### Supplied data ###
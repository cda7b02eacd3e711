//! Pending lore suggestions and their accept/reject transitions.
//!
//! Suggestions are advisory: the target entry is existence-checked again
//! at accept time, because background extraction may race with lore
//! edits (see suggest.rs).

use rusqlite::params;

use crate::suggest::{merge_description, union_triggers};

use super::*;

impl StoryDB {
    pub fn insert_suggestion(
        &self,
        input: SuggestionInput,
    ) -> Result<LoreSuggestion, StoryError> {
        let conn = self.conn()?;
        let id = new_id();
        conn.execute(
            "INSERT INTO lore_suggestions (id, story_id, kind, status, title, tag, description, \
             triggers, confidence, target_lore_id, source_user, source_assistant, created_at) \
             VALUES (?1, ?2, ?3, 'pending', ?4, ?5, ?6, ?7, ?8, ?9, ?10, ?11, ?12)",
            params![
                id,
                input.story_id,
                input.kind,
                input.title,
                input.tag,
                input.description,
                input.triggers,
                input.confidence,
                input.target_lore_id,
                input.source_user,
                input.source_assistant,
                now_ms(),
            ],
        )?;
        self.get_suggestion(&input.story_id, &id)?.ok_or(StoryError::NotFound)
    }

    /// Guard against duplicate extraction runs (retries): one pending
    /// suggestion per (story, title, kind).
    pub fn pending_suggestion_exists(
        &self,
        story_id: &str,
        title: &str,
        kind: &str,
    ) -> Result<bool, StoryError> {
        let conn = self.conn()?;
        let n: i64 = conn.query_row(
            "SELECT COUNT(*) FROM lore_suggestions \
             WHERE story_id = ?1 AND title = ?2 AND kind = ?3 AND status = 'pending'",
            [story_id, title, kind],
            |r| r.get(0),
        )?;
        Ok(n > 0)
    }

    pub fn list_suggestions(
        &self,
        story_id: &str,
        status: Option<&str>,
    ) -> Result<Vec<LoreSuggestion>, StoryError> {
        let conn = self.conn()?;
        let rows = match status {
            Some(status) => {
                let mut stmt = conn.prepare(
                    "SELECT * FROM lore_suggestions WHERE story_id = ?1 AND status = ?2 \
                     ORDER BY created_at DESC, rowid DESC",
                )?;
                let rows = stmt
                    .query_map([story_id, status], row_to_suggestion)?
                    .collect::<Result<Vec<_>, _>>()?;
                rows
            }
            None => {
                let mut stmt = conn.prepare(
                    "SELECT * FROM lore_suggestions WHERE story_id = ?1 \
                     ORDER BY created_at DESC, rowid DESC",
                )?;
                let rows = stmt
                    .query_map([story_id], row_to_suggestion)?
                    .collect::<Result<Vec<_>, _>>()?;
                rows
            }
        };
        Ok(rows)
    }

    pub fn get_suggestion(
        &self,
        story_id: &str,
        suggestion_id: &str,
    ) -> Result<Option<LoreSuggestion>, StoryError> {
        let conn = self.conn()?;
        let row = conn
            .query_row(
                "SELECT * FROM lore_suggestions WHERE story_id = ?1 AND id = ?2",
                [story_id, suggestion_id],
                row_to_suggestion,
            )
            .map(Some)
            .or_else(|e| match e {
                rusqlite::Error::QueryReturnedNoRows => Ok(None),
                other => Err(other),
            })?;
        Ok(row)
    }

    /// Accept a pending suggestion.
    ///
    /// UPDATE with a live target merges into it: description appended only
    /// when novel, trigger sets unioned. UPDATE whose target vanished, and
    /// NEW, both create a fresh entry. Returns the touched entry; the
    /// caller re-enqueues embedding for it.
    pub fn accept_suggestion(
        &self,
        story_id: &str,
        suggestion_id: &str,
    ) -> Result<LoreEntry, StoryError> {
        let mut conn = self.conn()?;
        let tx = conn.transaction()?;
        let suggestion = tx
            .query_row(
                "SELECT * FROM lore_suggestions WHERE story_id = ?1 AND id = ?2",
                [story_id, suggestion_id],
                row_to_suggestion,
            )
            .or_else(|e| match e {
                rusqlite::Error::QueryReturnedNoRows => Err(StoryError::NotFound),
                other => Err(other.into()),
            })?;
        if suggestion.status != PENDING {
            return Err(StoryError::NotFound);
        }

        let now = now_ms();
        let target = suggestion.target_lore_id.as_deref().and_then(|target_id| {
            tx.query_row(
                "SELECT * FROM lore_entries WHERE story_id = ?1 AND id = ?2",
                [story_id, target_id],
                row_to_lore,
            )
            .ok()
        });

        let entry_id = match (suggestion.kind.as_str(), target) {
            ("UPDATE", Some(entry)) => {
                let description = merge_description(&entry.description, &suggestion.description);
                let triggers = union_triggers(&entry.triggers, &suggestion.triggers);
                tx.execute(
                    "UPDATE lore_entries SET description = ?1, triggers = ?2, updated_at = ?3 \
                     WHERE id = ?4",
                    params![description, triggers, now, entry.id],
                )?;
                tx.execute(
                    "UPDATE lore_vectors SET embedding = NULL WHERE lore_id = ?1",
                    [entry.id.as_str()],
                )?;
                entry.id
            }
            // NEW, or UPDATE whose target no longer exists.
            _ => {
                let id = new_id();
                tx.execute(
                    "INSERT INTO lore_entries (id, story_id, title, tag, triggers, description, created_at, updated_at) \
                     VALUES (?1, ?2, ?3, ?4, ?5, ?6, ?7, ?7)",
                    params![
                        id,
                        story_id,
                        suggestion.title,
                        suggestion.tag,
                        suggestion.triggers,
                        suggestion.description,
                        now,
                    ],
                )?;
                id
            }
        };

        tx.execute(
            "UPDATE lore_suggestions SET status = ?1 WHERE id = ?2",
            params![ACCEPTED, suggestion_id],
        )?;
        tx.commit()?;
        self.get_lore(story_id, &entry_id)?.ok_or(StoryError::NotFound)
    }

    pub fn reject_suggestion(
        &self,
        story_id: &str,
        suggestion_id: &str,
    ) -> Result<(), StoryError> {
        let conn = self.conn()?;
        let n = conn.execute(
            "UPDATE lore_suggestions SET status = ?1 \
             WHERE story_id = ?2 AND id = ?3 AND status = ?4",
            params![REJECTED, story_id, suggestion_id, PENDING],
        )?;
        if n == 0 {
            return Err(StoryError::NotFound);
        }
        Ok(())
    }
}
###
* Work instructions
In full and exactly as written, reproduce the records above.

* Exercise response
repository cda7b02eacd3e711
//! Pending lore suggestions and their accept/reject transitions.
//!
//! Suggestions are advisory: the target entry is existence-checked again
//! at accept time, because background extraction may race with lore
//! edits (see suggest.rs).

use rusqlite::params;

use crate::suggest::{merge_description, union_triggers};

use super::*;

impl StoryDB {
    pub fn insert_suggestion(
        &self,
        input: SuggestionInput,
    ) -> Result<LoreSuggestion, StoryError> {
        let conn = self.conn()?;
        let id = new_id();
        conn.execute(
            "INSERT INTO lore_suggestions (id, story_id, kind, status, title, tag, description, \
             triggers, confidence, target_lore_id, source_user, source_assistant, created_at) \
             VALUES (?1, ?2, ?3, 'pending', ?4, ?5, ?6, ?7, ?8, ?9, ?10, ?11, ?12)",
            params![
                id,
                input.story_id,
                input.kind,
                input.title,
                input.tag,
                input.description,
                input.triggers,
                input.confidence,
                input.target_lore_id,
                input.source_user,
                input.source_assistant,
                now_ms(),
            ],
        )?;
        self.get_suggestion(&input.story_id, &id)?.ok_or(StoryError::NotFound)
    }

    /// Guard against duplicate extraction runs (retries): one pending
    /// suggestion per (story, title, kind).
    pub fn pending_suggestion_exists(
        &self,
        story_id: &str,
        title: &str,
        kind: &str,
    ) -> Result<bool, StoryError> {
        let conn = self.conn()?;
        let n: i64 = conn.query_row(
            "SELECT COUNT(*) FROM lore_suggestions \
             WHERE story_id = ?1 AND title = ?2 AND kind = ?3 AND status = 'pending'",
            [story_id, title, kind],
            |r| r.get(0),
        )?;
        Ok(n > 0)
    }

    pub fn list_suggestions(
        &self,
        story_id: &str,
        status: Option<&str>,
    ) -> Result<Vec<LoreSuggestion>, StoryError> {
        let conn = self.conn()?;
        let rows = match status {
            Some(status) => {
                let mut stmt = conn.prepare(
                    "SELECT * FROM lore_suggestions WHERE story_id = ?1 AND status = ?2 \
                     ORDER BY created_at DESC, rowid DESC",
                )?;
                let rows = stmt
                    .query_map([story_id, status], row_to_suggestion)?
                    .collect::<Result<Vec<_>, _>>()?;
                rows
            }
            None => {
                let mut stmt = conn.prepare(
                    "SELECT * FROM lore_suggestions WHERE story_id = ?1 \
                     ORDER BY created_at DESC, rowid DESC",
                )?;
                let rows = stmt
                    .query_map([story_id], row_to_suggestion)?
                    .collect::<Result<Vec<_>, _>>()?;
                rows
            }
        };
        Ok(rows)
    }

    pub fn get_suggestion(
        &self,
        story_id: &str,
        suggestion_id: &str,
    ) -> Result<Option<LoreSuggestion>, StoryError> {
        let conn = self.conn()?;
        let row = conn
            .query_row(
                "SELECT * FROM lore_suggestions WHERE story_id = ?1 AND id = ?2",
                [story_id, suggestion_id],
                row_to_suggestion,
            )
            .map(Some)
            .or_else(|e| match e {
                rusqlite::Error::QueryReturnedNoRows => Ok(None),
                other => Err(other),
            })?;
        Ok(row)
    }

    /// Accept a pending suggestion.
    ///
    /// UPDATE with a live target merges into it: description appended only
    /// when novel, trigger sets unioned. UPDATE whose target vanished, and
    /// NEW, both create a fresh entry. Returns the touched entry; the
    /// caller re-enqueues embedding for it.
    pub fn accept_suggestion(
        &self,
        story_id: &str,
        suggestion_id: &str,
    ) -> Result<LoreEntry, StoryError> {
        let mut conn = self.conn()?;
        let tx = conn.transaction()?;
        let suggestion = tx
            .query_row(
                "SELECT * FROM lore_suggestions WHERE story_id = ?1 AND id = ?2",
                [story_id, suggestion_id],
                row_to_suggestion,
            )
            .or_else(|e| match e {
                rusqlite::Error::QueryReturnedNoRows => Err(StoryError::NotFound),
                other => Err(other.into()),
            })?;
        if suggestion.status != PENDING {
            return Err(StoryError::NotFound);
        }

        let now = now_ms();
        let target = suggestion.target_lore_id.as_deref().and_then(|target_id| {
            tx.query_row(
                "SELECT * FROM lore_entries WHERE story_id = ?1 AND id = ?2",
                [story_id, target_id],
                row_to_lore,
            )
            .ok()
        });

        let entry_id = match (suggestion.kind.as_str(), target) {
            ("UPDATE", Some(entry)) => {
                let description = merge_description(&entry.description, &suggestion.description);
                let triggers = union_triggers(&entry.triggers, &suggestion.triggers);
                tx.execute(
                    "UPDATE lore_entries SET description = ?1, triggers = ?2, updated_at = ?3 \
                     WHERE id = ?4",
                    params![description, triggers, now, entry.id],
                )?;
                tx.execute(
                    "UPDATE lore_vectors SET embedding = NULL WHERE lore_id = ?1",
                    [entry.id.as_str()],
                )?;
                entry.id
            }
            // NEW, or UPDATE whose target no longer exists.
            _ => {
                let id = new_id();
                tx.execute(
                    "INSERT INTO lore_entries (id, story_id, title, tag, triggers, description, created_at, updated_at) \
                     VALUES (?1, ?2, ?3, ?4, ?5, ?6, ?7, ?7)",
                    params![
                        id,
                        story_id,
                        suggestion.title,
                        suggestion.tag,
                        suggestion.triggers,
                        suggestion.description,
                        now,
                    ],
                )?;
                id
            }
        };

        tx.execute(
            "UPDATE lore_suggestions SET status = ?1 WHERE id = ?2",
            params![ACCEPTED, suggestion_id],
        )?;
        tx.commit()?;
        self.get_lore(story_id, &entry_id)?.ok_or(StoryError::NotFound)
    }

    pub fn reject_suggestion(
        &self,
        story_id: &str,
        suggestion_id: &str,
    ) -> Result<(), StoryError> {
        let conn = self.conn()?;
        let n = conn.execute(
            "UPDATE lore_suggestions SET status = ?1 \
             WHERE story_id = ?2 AND id = ?3 AND status = ?4",
            params![REJECTED, story_id, suggestion_id, PENDING],
        )?;
        if n == 0 {
            return Err(StoryError::NotFound);
        }
        Ok(())
    }
}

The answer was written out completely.